I now realize that, right after we left the briefing room, the eraser threw up.

Actually, my F-16 ride went pretty well at first. Sitting behind Derek in the two-person cockpit, I felt nervous, but my physical discomfort was fairly minor.

Then we took off.

We took off with afterburners. It was like in Star Trek, when they go to Warp Speed. Then we made an unbelievably sudden, violent right turn that made me feel like a clove in a giant garlic press and separated my stomach from the rest of my body by at least two football fields.

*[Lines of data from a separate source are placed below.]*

use sqlx::{PgPool, Postgres, Transaction};
use time::OffsetDateTime;
use uuid::Uuid;

use crate::models::ResetToken;

/// リセットトークンの永続化層
///
/// トークンはハッシュをキーに保存する。読み取りで行を削除することはない。
#[derive(Clone)]
pub struct ResetTokenRepository {
    pool: PgPool,
}

impl ResetTokenRepository {
    pub fn new(pool: PgPool) -> Self {
        Self { pool }
    }

    /// 新しいトークンを作成し、同一アカウントの既存ライブトークンを置換する
    ///
    /// 同一アカウントへの同時発行を直列化するため、アカウント行をロックした上で
    /// supersede → insert を1トランザクションで行う。完了時点でライブなトークンは
    /// 必ず1件（今回挿入した行）になる。
    pub async fn create_superseding(
        &self,
        account_id: Uuid,
        token_hash: &str,
        issued_at: OffsetDateTime,
        expires_at: OffsetDateTime,
    ) -> Result<ResetToken, sqlx::Error> {
        let mut tx = self.pool.begin().await?;

        // アカウント単位の発行順序を保証する行ロック
        sqlx::query("SELECT id FROM accounts WHERE id = $1 FOR UPDATE")
            .bind(account_id)
            .execute(&mut *tx)
            .await?;

        sqlx::query(
            r#"
            UPDATE reset_tokens
            SET superseded_at = $2
            WHERE account_id = $1
              AND consumed_at IS NULL
              AND superseded_at IS NULL
            "#,
        )
        .bind(account_id)
        .bind(issued_at)
        .execute(&mut *tx)
        .await?;

        let token = sqlx::query_as::<_, ResetToken>(
            r#"
            INSERT INTO reset_tokens (account_id, token_hash, issued_at, expires_at)
            VALUES ($1, $2, $3, $4)
            RETURNING id, account_id, token_hash, issued_at, expires_at, consumed_at, superseded_at
            "#,
        )
        .bind(account_id)
        .bind(token_hash)
        .bind(issued_at)
        .bind(expires_at)
        .fetch_one(&mut *tx)
        .await?;

        tx.commit().await?;

        Ok(token)
    }

    /// トークンハッシュでトークンを検索
    ///
    /// # Note
    /// 有効期限・使用済み・置換済みの検証は呼び出し側（Verifier）で行う
    pub async fn find_by_token_hash(
        &self,
        token_hash: &str,
    ) -> Result<Option<ResetToken>, sqlx::Error> {
        sqlx::query_as::<_, ResetToken>(
            r#"
            SELECT id, account_id, token_hash, issued_at, expires_at, consumed_at, superseded_at
            FROM reset_tokens
            WHERE token_hash = $1
            "#,
        )
        .bind(token_hash)
        .fetch_optional(&self.pool)
        .await
    }

    /// トークンを消費する（compare-and-set）
    ///
    /// `consumed_at` が未設定の場合のみ設定する。同一トークンでの同時リセットは
    /// ここで決着し、敗者には false が返る。パスワード更新と同一トランザクションで
    /// 呼ぶこと。
    pub async fn consume(
        &self,
        tx: &mut Transaction<'_, Postgres>,
        id: Uuid,
        consumed_at: OffsetDateTime,
    ) -> Result<bool, sqlx::Error> {
        let result = sqlx::query(
            r#"
            UPDATE reset_tokens
            SET consumed_at = $2
            WHERE id = $1 AND consumed_at IS NULL
            "#,
        )
        .bind(id)
        .bind(consumed_at)
        .execute(&mut **tx)
        .await?;

        Ok(result.rows_affected() == 1)
    }

    /// 期限切れトークンを削除
    ///
    /// 正しさは保存済みタイムスタンプの判定だけで担保されるため、
    /// これは純粋な掃除処理。
    ///
    /// # Returns
    /// 削除された行数
    pub async fn delete_expired(&self) -> Result<u64, sqlx::Error> {
        let result = sqlx::query(
            r#"
            DELETE FROM reset_tokens
            WHERE expires_at < NOW()
            "#,
        )
        .execute(&self.pool)
        .await?;

        Ok(result.rows_affected())
    }
}
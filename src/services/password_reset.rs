use std::sync::Arc;

use sqlx::PgPool;
use time::OffsetDateTime;

use crate::config::Config;
use crate::error::AppError;
use crate::repositories::{AccountRepository, ResetTokenRepository};
use crate::services::MailSender;
use crate::services::credentials::hash_password;
use crate::services::token_issuer::TokenIssuer;
use crate::services::token_verifier::TokenVerifier;

/// パスワードポリシー: 最小文字数
///
/// 追加の強度チェックは外部の共通チェッカーの責務。
pub const MIN_PASSWORD_LEN: usize = 6;

/// パスワードリセットサービス
///
/// リセット要求（トークン発行＋メール）とリセット実行（資格情報更新＋トークン消費）
/// の2操作を提供する。
#[derive(Clone)]
pub struct PasswordResetService {
    db_pool: PgPool,
    account_repo: AccountRepository,
    token_repo: ResetTokenRepository,
    issuer: TokenIssuer,
    verifier: TokenVerifier,
    mail_sender: MailSender,
    config: Arc<Config>,
}

impl PasswordResetService {
    pub fn new(
        db_pool: PgPool,
        account_repo: AccountRepository,
        token_repo: ResetTokenRepository,
        mail_sender: MailSender,
        config: Arc<Config>,
    ) -> Self {
        let issuer = TokenIssuer::new(token_repo.clone(), config.clone());
        let verifier = TokenVerifier::new(token_repo.clone());
        Self {
            db_pool,
            account_repo,
            token_repo,
            issuer,
            verifier,
            mail_sender,
            config,
        }
    }

    /// パスワードリセットをリクエスト
    ///
    /// 未登録メールアドレスには EMAIL_NOT_FOUND を返す（トークンは作成しない）。
    /// メール送信は発行と切り離したベストエフォート: 送信失敗しても
    /// 発行済みトークンは有効なまま。
    ///
    /// # Security
    /// - 平文トークンはログに出力しない
    pub async fn request_reset(&self, email: &str) -> Result<(), AppError> {
        let account = self.account_repo.find_by_email(email).await?;

        let account = match account {
            Some(a) => a,
            None => {
                tracing::info!(email = %email, "リセット要求: 未登録メールアドレス");
                return Err(AppError::EmailNotFound);
            }
        };

        let raw_token = self.issuer.issue(account.id).await?;
        let reset_url = build_reset_url(self.config.reset_url_base.as_deref(), &raw_token);

        // fire-and-forget。配送結果は発行の成否に影響しない
        let mailer = self.mail_sender.clone();
        let to = account.email.clone();
        tokio::spawn(async move {
            if let Err(e) = mailer.send_password_reset_email(&to, &reset_url).await {
                tracing::warn!(error = ?e, "リセットメールの送信に失敗（トークンは有効なまま）");
            }
        });

        tracing::info!(account_id = %account.id, "パスワードリセット要求を受理");

        Ok(())
    }

    /// パスワードをリセット
    ///
    /// 資格情報の更新とトークン消費は同一トランザクションで確定する。
    /// 更新に失敗した場合トークンは消費されず、同じトークンで再試行できる。
    /// 消費は compare-and-set なので、同時実行しても成功は1回だけ。
    ///
    /// # Security
    /// - トークン・新パスワードはログに出力しない
    pub async fn reset_password(&self, raw_token: &str, new_password: &str) -> Result<(), AppError> {
        if new_password.len() < MIN_PASSWORD_LEN {
            return Err(AppError::PasswordTooShort);
        }

        let token = self.verifier.resolve_live(raw_token).await?;

        let password_hash = hash_password(new_password)?;
        let now = OffsetDateTime::now_utc();

        let mut tx = self.db_pool.begin().await?;

        self.account_repo
            .update_password(&mut tx, token.account_id, &password_hash)
            .await?;

        let claimed = self.token_repo.consume(&mut tx, token.id, now).await?;
        if !claimed {
            // 同時実行の相手が先に消費した
            tx.rollback().await?;
            tracing::warn!(token_id = %token.id, "トークンは既に消費済み");
            return Err(AppError::TokenAlreadyUsed);
        }

        tx.commit().await?;

        tracing::info!(account_id = %token.account_id, "パスワードリセット完了");

        Ok(())
    }
}

/// リセットURLを構築
fn build_reset_url(base: Option<&str>, token: &str) -> String {
    match base {
        Some(base) => format!("{}?token={}", base, token),
        None => format!("http://localhost:3000/auth/reset-password?token={}", token),
    }
}

#[cfg(test)]
mod tests {
    use super::*;

    #[test]
    fn test_build_reset_url_with_base() {
        let url = build_reset_url(Some("https://example.com/auth/reset-password"), "tok123");
        assert_eq!(url, "https://example.com/auth/reset-password?token=tok123");
    }

    #[test]
    fn test_build_reset_url_default_base() {
        let url = build_reset_url(None, "tok123");
        assert_eq!(url, "http://localhost:3000/auth/reset-password?token=tok123");
    }
}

And that was just taking off. After that we did attack maneuvers. We did rolls. We broke the sound barrier and then flew straight up for three miles. Then we flew upside down. My stomach never caught up with us. It's still airborne over the Florida Keys, awaiting landing instructions. Here's the conversation Derek and I had over the intercom:

DEREK: That's called an aileron roll.

ME: BLEAAARRGGGHH

DEREK: You OK back there?

ME: HOOOGGGGHHHH

I'm not saying it wasn't thrilling. It was. I am deeply indebted to Derek Rydholm and the 93rd Fighter Squadron and the entire U.S. Air Force for enabling me to be among the very few people who can boast that they have successfully lost their lunch upside down at five times the Earth's gravitational pull. And despite my discomfort, and the reservations I've expressed in this column, I can honestly say that, if I ever get a chance to go up again, I'll let you go instead. Although you probably won't get to ride in the plane I used. I think they had to burn it.